Kelly McParland: How to govern like the Trudeau Liberals: talk big, do little and spend lots of money

When Joe Biden’s predecessor was President of our southern neighbor, he liked to point to rising stock prices as evidence of his overall brilliance and financial acumen.

It wasn’t the best of moves, as anyone with even the slightest experience knows that stock markets can fall just as quickly as they rise, and just as unexpectedly. They are also not very useful as indicators of a country’s overall economic health, as they often have extreme short-term reactions unrelated to national fundamentals. A sudden, startling move by Elon Musk could easily rock Wall Street, even when every other indicator is showing good times.

So unless you’re an investment advisor with nervous clients or a speculator on the brink every day, it doesn’t mean much that the TSX, Canada’s leading stock market indicator, fell like a stone. It briefly surpassed 22,000 in March and investors were dizzy; it fell below 18,400 on Friday and smalltimers feared to control their losses. If ever there was proof that what you don’t know can’t hurt you, it’s in piling up paper waste that could be gone by Christmas.

What the stock index does well is to serve as a vehicle for reflecting fears. In this respect it is very similar to the Canadian dollar: a cheap dollar often has psychological as well as material repercussions. It makes people feel that something somewhere is not as it should be. Why wouldn’t the world want Canada’s currency, what are we doing wrong? When investors start selling stocks en masse, concerned observers believe something is wrong, even if they’re not sure what.

Fair or not, politics must deal with the mood of the population as it is, and not as it would like it to be. The Trudeau administration has signaled that it appreciates Canadians’ economic concerns and is committed to addressing them, but so far its approach has been to lay out more spending plans on top of the many previous spending plans that are partially blamed for causing the problem.

Politicians have to deal with the mood of the population

In June, Treasury Secretary Chrystia Freeland detailed $8.9 billion in financial endorsements that she said would “put more money in Canadians’ pockets when they need it most.” Earlier this month, Prime Minister Justin Trudeau unveiled a $4.5 billion “bailout package” and claimed, “These are things that are going to change people’s lives now.”

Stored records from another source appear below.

//! Rotation of the scene rig that parents every particle.
//!
//! While assembled the tree turns slowly on its own (if auto-rotate is on).
//! While dispersed, a detected hand steers the rig: horizontal position sets
//! yaw and vertical position sets pitch. Otherwise the rig eases back to rest.

use std::f32::consts::PI;

use glam::{Mat4, Quat};

use crate::config::RigParams;
use crate::engine::ease;
use crate::state::{GroupRotation, Mode, SharedState};

/// Rotation the rig is heading toward this frame.
pub fn rig_target(state: &SharedState, params: &RigParams, elapsed: f32) -> GroupRotation {
    if state.input.detected && state.mode() == Mode::Dispersed {
        return GroupRotation {
            x: state.input.y * PI * params.steer_pitch,
            y: state.input.x * PI * params.steer_yaw,
        };
    }

    let y = if state.mode() == Mode::Assembled && state.options.auto_rotate {
        elapsed * params.auto_rotate_speed
    } else {
        0.0
    };
    GroupRotation { x: 0.0, y }
}

/// Ease the shared rig rotation toward its target.
pub fn update_rig(state: &mut SharedState, params: &RigParams, elapsed: f32, dt: f32) {
    let target = rig_target(state, params, elapsed);
    state.rotation.x = ease(state.rotation.x, target.x, params.rate, dt);
    state.rotation.y = ease(state.rotation.y, target.y, params.rate, dt);
}

/// World transform of the rig for a rotation.
pub fn rig_matrix(rotation: GroupRotation) -> Mat4 {
    Mat4::from_quat(Quat::from_rotation_x(rotation.x) * Quat::from_rotation_y(rotation.y))
}

#[cfg(test)]
mod tests {
    use super::*;
    use crate::state::InputSignal;
    use glam::Vec3;

    #[test]
    fn test_auto_rotate_only_when_assembled() {
        let params = RigParams::default();
        let mut state = SharedState::default();
        let target = rig_target(&state, &params, 10.0);
        assert!((target.y - 10.0 * params.auto_rotate_speed).abs() < 1e-6);

        state.options.auto_rotate = false;
        assert_eq!(rig_target(&state, &params, 10.0), GroupRotation::default());

        state.options.auto_rotate = true;
        state.set_mode(Mode::Dispersed);
        assert_eq!(rig_target(&state, &params, 10.0), GroupRotation::default());
    }

    #[test]
    fn test_hand_steers_when_dispersed() {
        let params = RigParams::default();
        let mut state = SharedState::default();
        state.input = InputSignal::at(1.0, -1.0);

        // Assembled ignores the hand
        let target = rig_target(&state, &params, 0.0);
        assert_eq!(target.x, 0.0);

        state.set_mode(Mode::Dispersed);
        let target = rig_target(&state, &params, 0.0);
        assert!((target.y - PI * params.steer_yaw).abs() < 1e-6);
        assert!((target.x + PI * params.steer_pitch).abs() < 1e-6);

        state.input = state.input.lost();
        assert_eq!(rig_target(&state, &params, 0.0), GroupRotation::default());
    }

    #[test]
    fn test_update_converges() {
        let params = RigParams::default();
        let mut state = SharedState::default();
        state.set_mode(Mode::Dispersed);
        state.input = InputSignal::at(0.5, 0.0);
        for _ in 0..300 {
            update_rig(&mut state, &params, 0.0, 1.0 / 60.0);
        }
        assert!((state.rotation.y - 0.5 * PI * params.steer_yaw).abs() < 1e-3);
        assert!(state.rotation.x.abs() < 1e-6);
    }

    #[test]
    fn test_rig_matrix_is_rigid() {
        let m = rig_matrix(GroupRotation { x: 0.3, y: 1.2 });
        assert!((m.determinant() - 1.0).abs() < 1e-5);
        let v = m.transform_vector3(Vec3::new(1.0, 2.0, 3.0));
        assert!((v.length() - Vec3::new(1.0, 2.0, 3.0).length()).abs() < 1e-5);
    }
}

The benefits, he said, are “sufficiently well targeted that we are confident they will not contribute to increased inflation.” Unfortunately, this is one government that has shown its targeting skills are far from impressive: Its spate of COVID programs has churned out money so liberally that Canada’s Internal Revenue Service has spent months recovering much of it through overpayments, fraud, or sloppiness to bring back in. High-income earners benefited the most, while lower-income Canadians struggled to pay rent when clawbacks began to pour in.

In any case, bailout plans to offset higher prices will not help cure inflation itself. Most of the time they only promote the Scourge. This is what Canada’s union leaders hinted at – unintentionally no doubt – when they recently asked Bank of Canada Governor Tiff Macklem to stop fighting price hikes with higher interest rates so they could have a break to campaign for higher wages.

The message Liberals have been sending so far is yes, they understand that people are grappling with a range of pressures — prohibitive housing costs, rising prices, escalating interest rates — but they have yet to get to the stage where they willing to change their habitual approach to governance, particularly where this could impact their favourability rating. Their preferred approach, as Freeland and Trudeau reflect, is to convey a sense of activity while hoping that the factors behind the problems will somehow subside, if not disappear.

That seems unlikely. There is a prevailing sense of disorder in the world right now that shows no signs of peaking. Russia’s war against Ukraine is going so badly that Vladimir Putin, the autocrat who started it, has cornered himself and is openly threatening nuclear attack. Germany is so afraid of a winter of gas shortages that it has started to take control of suppliers and take over importers. Voters in Sweden and Italy are both fed up with the same old politics and recently took away a flyer about the new and untested. The US dollar’s rise is not being caused by excitement about the upcoming midterm elections – which are showing every indication of being as chaotic and unsettling as ever – but by a feeling that America is still the best place to park is so crazy it often seems your money when the world goes haywire. Much safer than Canada, if our own dollar is any indication.

Dodging and weaving can be an effective way to dodge questions in Ottawa, especially when Canada’s parliament is one of the last to require members to appear in person and the Liberals prefer members to continue to forego attending in favor of Zoom allow. It’s an avoidance strategy that can go on indefinitely, so long as voters are patient and accommodating enough to accept it.

The key is to hope that they don’t become restless and irritable and look for an alternative.